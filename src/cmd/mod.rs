//! CLI command implementations.
//!
//! | Module    | Commands handled            |
//! |-----------|-----------------------------|
//! | `serve`   | `Serve`                     |
//! | `config`  | `Config`                    |
//! | `logging` | tracing setup for all of them |

pub mod config;
pub mod logging;
pub mod serve;

pub use config::cmd_config;
pub use logging::init_tracing;
pub use serve::cmd_serve;
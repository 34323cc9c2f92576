pub mod config;
pub mod errors;
pub mod orchestrator;
pub mod server;
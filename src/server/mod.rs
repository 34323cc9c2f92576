//! HTTP and WebSocket surface over the control plane.

pub mod api;
pub mod ws;

use std::future::Future;
use std::sync::Arc;
use std::time::Duration;

use anyhow::{Context, Result};
use axum::{Router, routing::get};
use tokio::net::TcpListener;
use tower_http::cors::CorsLayer;
use tracing::{info, warn};

use crate::orchestrator::ControlPlane;
use api::{AppState, SharedState};

/// Configuration for the HTTP server.
pub struct ServerConfig {
    pub host: String,
    pub port: u16,
    pub dev_mode: bool,
    /// How long shutdown waits for child processes to exit.
    pub shutdown_grace: Duration,
}

impl Default for ServerConfig {
    fn default() -> Self {
        Self {
            host: "127.0.0.1".to_string(),
            port: 3141,
            dev_mode: false,
            shutdown_grace: Duration::from_secs(10),
        }
    }
}

/// Build the full application router with API and WebSocket routes.
pub fn build_router(state: SharedState, dev_mode: bool) -> Router {
    let app = api::api_router()
        .route("/ws", get(ws::ws_handler))
        .with_state(state);
    if dev_mode {
        app.layer(CorsLayer::permissive())
    } else {
        app
    }
}

/// Serve on an already bound listener until `shutdown` resolves, then stop
/// every process and flush the project snapshot.
pub async fn serve<F>(
    listener: TcpListener,
    plane: Arc<ControlPlane>,
    config: &ServerConfig,
    shutdown: F,
) -> Result<()>
where
    F: Future<Output = ()> + Send + 'static,
{
    let state = Arc::new(AppState {
        plane: Arc::clone(&plane),
    });
    let app = build_router(state, config.dev_mode);

    plane.start_background();
    let local_addr = listener.local_addr()?;
    info!(addr = %local_addr, "devplane listening");

    let served = axum::serve(listener, app)
        .with_graceful_shutdown(shutdown)
        .await
        .context("Server error");

    plane.shutdown(config.shutdown_grace).await?;
    info!("Server shut down gracefully");
    served
}

/// Bind the configured address and serve until Ctrl+C or SIGTERM.
pub async fn start_server(config: ServerConfig, plane: Arc<ControlPlane>) -> Result<()> {
    let addr = format!("{}:{}", config.host, config.port);
    let listener = TcpListener::bind(&addr)
        .await
        .with_context(|| format!("Failed to bind to {}", addr))?;
    serve(listener, plane, &config, shutdown_signal()).await
}

async fn shutdown_signal() {
    let ctrl_c = async {
        if let Err(e) = tokio::signal::ctrl_c().await {
            warn!("Failed to install Ctrl+C handler: {}", e);
            std::future::pending::<()>().await;
        }
    };

    #[cfg(unix)]
    let terminate = async {
        match tokio::signal::unix::signal(tokio::signal::unix::SignalKind::terminate()) {
            Ok(mut signal) => {
                signal.recv().await;
            }
            Err(e) => {
                warn!("Failed to install SIGTERM handler: {}", e);
                std::future::pending::<()>().await;
            }
        }
    };

    #[cfg(not(unix))]
    let terminate = std::future::pending::<()>();

    tokio::select! {
        _ = ctrl_c => {},
        _ = terminate => {},
    }
    info!("Shutting down...");
}
use std::sync::Arc;

use axum::{
    body::Bytes,
    extract::{
        State,
        ws::{CloseFrame, Message, WebSocket, WebSocketUpgrade, close_code},
    },
    http::{HeaderMap, header},
    response::IntoResponse,
};
use futures_util::{SinkExt, StreamExt, stream::SplitSink, stream::SplitStream};
use tokio::sync::mpsc;
use tracing::debug;

use super::api::SharedState;
use crate::errors::OrchestratorError;
use crate::orchestrator::events::{Envelope, HubMessage};
use crate::orchestrator::hub::{EventHub, ObserverId, Outbound};

pub async fn ws_handler(
    ws: WebSocketUpgrade,
    headers: HeaderMap,
    State(state): State<SharedState>,
) -> impl IntoResponse {
    let origin = headers
        .get(header::ORIGIN)
        .and_then(|v| v.to_str().ok())
        .map(str::to_string);
    let hub = Arc::clone(&state.plane.hub);
    ws.on_upgrade(move |socket| handle_socket(socket, hub, origin))
}

async fn handle_socket(socket: WebSocket, hub: Arc<EventHub>, origin: Option<String>) {
    let (mut sender, receiver) = socket.split();
    let (id, rx) = match hub.connect(origin) {
        Ok(admitted) => admitted,
        Err(err) => {
            // 1013: try again later.
            let frame = CloseFrame {
                code: close_code::AGAIN,
                reason: err.to_string().into(),
            };
            let _ = sender.send(Message::Close(Some(frame))).await;
            return;
        }
    };
    run_socket_loop(&hub, id, sender, receiver, rx).await;
    hub.disconnect(id);
}

/// Pumps hub frames out to the socket and client frames into the hub until
/// either side goes away. The hub drops its sender when it evicts the
/// observer, which ends the loop and closes the socket.
async fn run_socket_loop(
    hub: &EventHub,
    id: ObserverId,
    mut sender: SplitSink<WebSocket, Message>,
    mut receiver: SplitStream<WebSocket>,
    mut rx: mpsc::UnboundedReceiver<Outbound>,
) {
    loop {
        tokio::select! {
            frame = rx.recv() => {
                let message = match frame {
                    Some(Outbound::Text(text)) => Message::Text(text.into()),
                    Some(Outbound::Ping) => Message::Ping(Bytes::new()),
                    None => {
                        debug!(observer = %id, "Observer evicted, closing socket");
                        let _ = sender.send(Message::Close(None)).await;
                        break;
                    }
                };
                if sender.send(message).await.is_err() {
                    break;
                }
            }

            msg = receiver.next() => {
                match msg {
                    Some(Ok(Message::Text(text))) => hub.handle_text(id, text.as_str()),
                    Some(Ok(Message::Pong(_))) => hub.mark_alive(id),
                    Some(Ok(Message::Binary(_))) => {
                        let err = OrchestratorError::MalformedMessage(
                            "Binary frames are not supported".to_string(),
                        );
                        let reply = Envelope::new(HubMessage::from(&err));
                        hub.send(id, &reply);
                    }
                    Some(Ok(Message::Close(_))) | None => break,
                    Some(Ok(Message::Ping(_))) => {}
                    Some(Err(e)) => {
                        debug!(observer = %id, "Socket error: {}", e);
                        break;
                    }
                }
            }
        }
    }
}
use crate::error::AuthError;
use crate::gateways::traits::AuthGateway;
use crate::gateways::types::{AuthStatus, Role, Session, StoreOptions, User};
use async_trait::async_trait;
use chrono::Utc;
use reqwest::{Client, StatusCode};
use serde::{Deserialize, Serialize};
use std::sync::RwLock;
use tracing::{info, warn};

#[derive(Serialize)]
struct PasswordGrant<'a> {
    email: &'a str,
    password: &'a str,
}

#[derive(Deserialize)]
struct TokenResponse {
    access_token: String,
    expires_in: i64,
    refresh_token: Option<String>,
    user: AuthUser,
}

#[derive(Deserialize)]
struct AuthUser {
    id: String,
    #[serde(default)]
    email: Option<String>,
}

/// Operator sign-in against the Supabase auth (GoTrue) endpoints
pub struct SupabaseAuth {
    client: Client,
    options: StoreOptions,
    session: RwLock<Option<Session>>,
}

impl SupabaseAuth {
    pub fn new(options: StoreOptions) -> Result<Self, AuthError> {
        let client = Client::builder().timeout(options.timeout).build()?;
        Ok(Self {
            client,
            options,
            session: RwLock::new(None),
        })
    }

    fn endpoint(&self, path: &str) -> String {
        format!("{}/auth/v1/{}", self.options.url, path)
    }

    fn local_session(&self) -> Option<Session> {
        self.session.read().ok().and_then(|s| s.clone())
    }

    fn store_session(&self, session: Option<Session>) {
        if let Ok(mut slot) = self.session.write() {
            *slot = session;
        }
    }
}

#[async_trait]
impl AuthGateway for SupabaseAuth {
    async fn sign_in(&self, email: &str, password: &str) -> Result<Session, AuthError> {
        let response = self
            .client
            .post(self.endpoint("token"))
            .query(&[("grant_type", "password")])
            .header("apikey", &self.options.api_key)
            .json(&PasswordGrant { email, password })
            .send()
            .await?;

        let status = response.status();
        if status == StatusCode::BAD_REQUEST || status == StatusCode::UNAUTHORIZED {
            warn!(email, "Sign-in rejected");
            return Err(AuthError::InvalidCredentials);
        }
        if !status.is_success() {
            let message = response.text().await.unwrap_or_default();
            return Err(AuthError::Api {
                status: status.as_u16(),
                message,
            });
        }

        let token: TokenResponse = response.json().await?;
        let session = Session {
            access_token: token.access_token,
            refresh_token: token.refresh_token,
            user: User {
                id: token.user.id,
                email: token.user.email.unwrap_or_else(|| email.to_string()),
                // Every account on this project is an operator
                role: Role::Admin,
            },
            expires_at: Utc::now() + chrono::Duration::seconds(token.expires_in),
        };

        info!(user = %session.user.email, expires_at = %session.expires_at, "Signed in");
        self.store_session(Some(session.clone()));
        Ok(session)
    }

    async fn sign_out(&self) -> Result<(), AuthError> {
        let Some(session) = self.local_session() else {
            return Ok(());
        };
        // The local session is dropped even if the service call fails
        self.store_session(None);

        let response = self
            .client
            .post(self.endpoint("logout"))
            .header("apikey", &self.options.api_key)
            .bearer_auth(&session.access_token)
            .send()
            .await?;

        if !response.status().is_success() {
            warn!(status = %response.status(), "Logout not acknowledged");
        }
        info!(user = %session.user.email, "Signed out");
        Ok(())
    }

    async fn current_session(&self) -> Option<Session> {
        self.local_session()
            .filter(|session| !session.is_expired(Utc::now()))
    }

    async fn verify(&self) -> AuthStatus {
        let Some(session) = self.local_session() else {
            return AuthStatus::Anonymous;
        };
        if session.is_expired(Utc::now()) {
            return AuthStatus::Expired;
        }

        let result = self
            .client
            .get(self.endpoint("user"))
            .header("apikey", &self.options.api_key)
            .bearer_auth(&session.access_token)
            .send()
            .await;

        match result {
            Ok(response) if response.status().is_success() => AuthStatus::Authenticated(session),
            Ok(response)
                if matches!(
                    response.status(),
                    StatusCode::UNAUTHORIZED | StatusCode::FORBIDDEN
                ) =>
            {
                warn!(user = %session.user.email, "Session token rejected, dropping local session");
                self.store_session(None);
                AuthStatus::Rejected
            }
            Ok(response) => AuthStatus::Unreachable {
                session,
                reason: format!("auth service returned {}", response.status()),
            },
            Err(e) => AuthStatus::Unreachable {
                session,
                reason: e.to_string(),
            },
        }
    }

    fn is_authenticated(&self) -> bool {
        self.local_session()
            .map(|session| !session.is_expired(Utc::now()))
            .unwrap_or(false)
    }
}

◆ TASK BRIEF ◆
Tally how many lines of the listing above include the string "WebSocketUpgrade", and report that figure by itself.

◆ YOUR RESPONSE ◆
2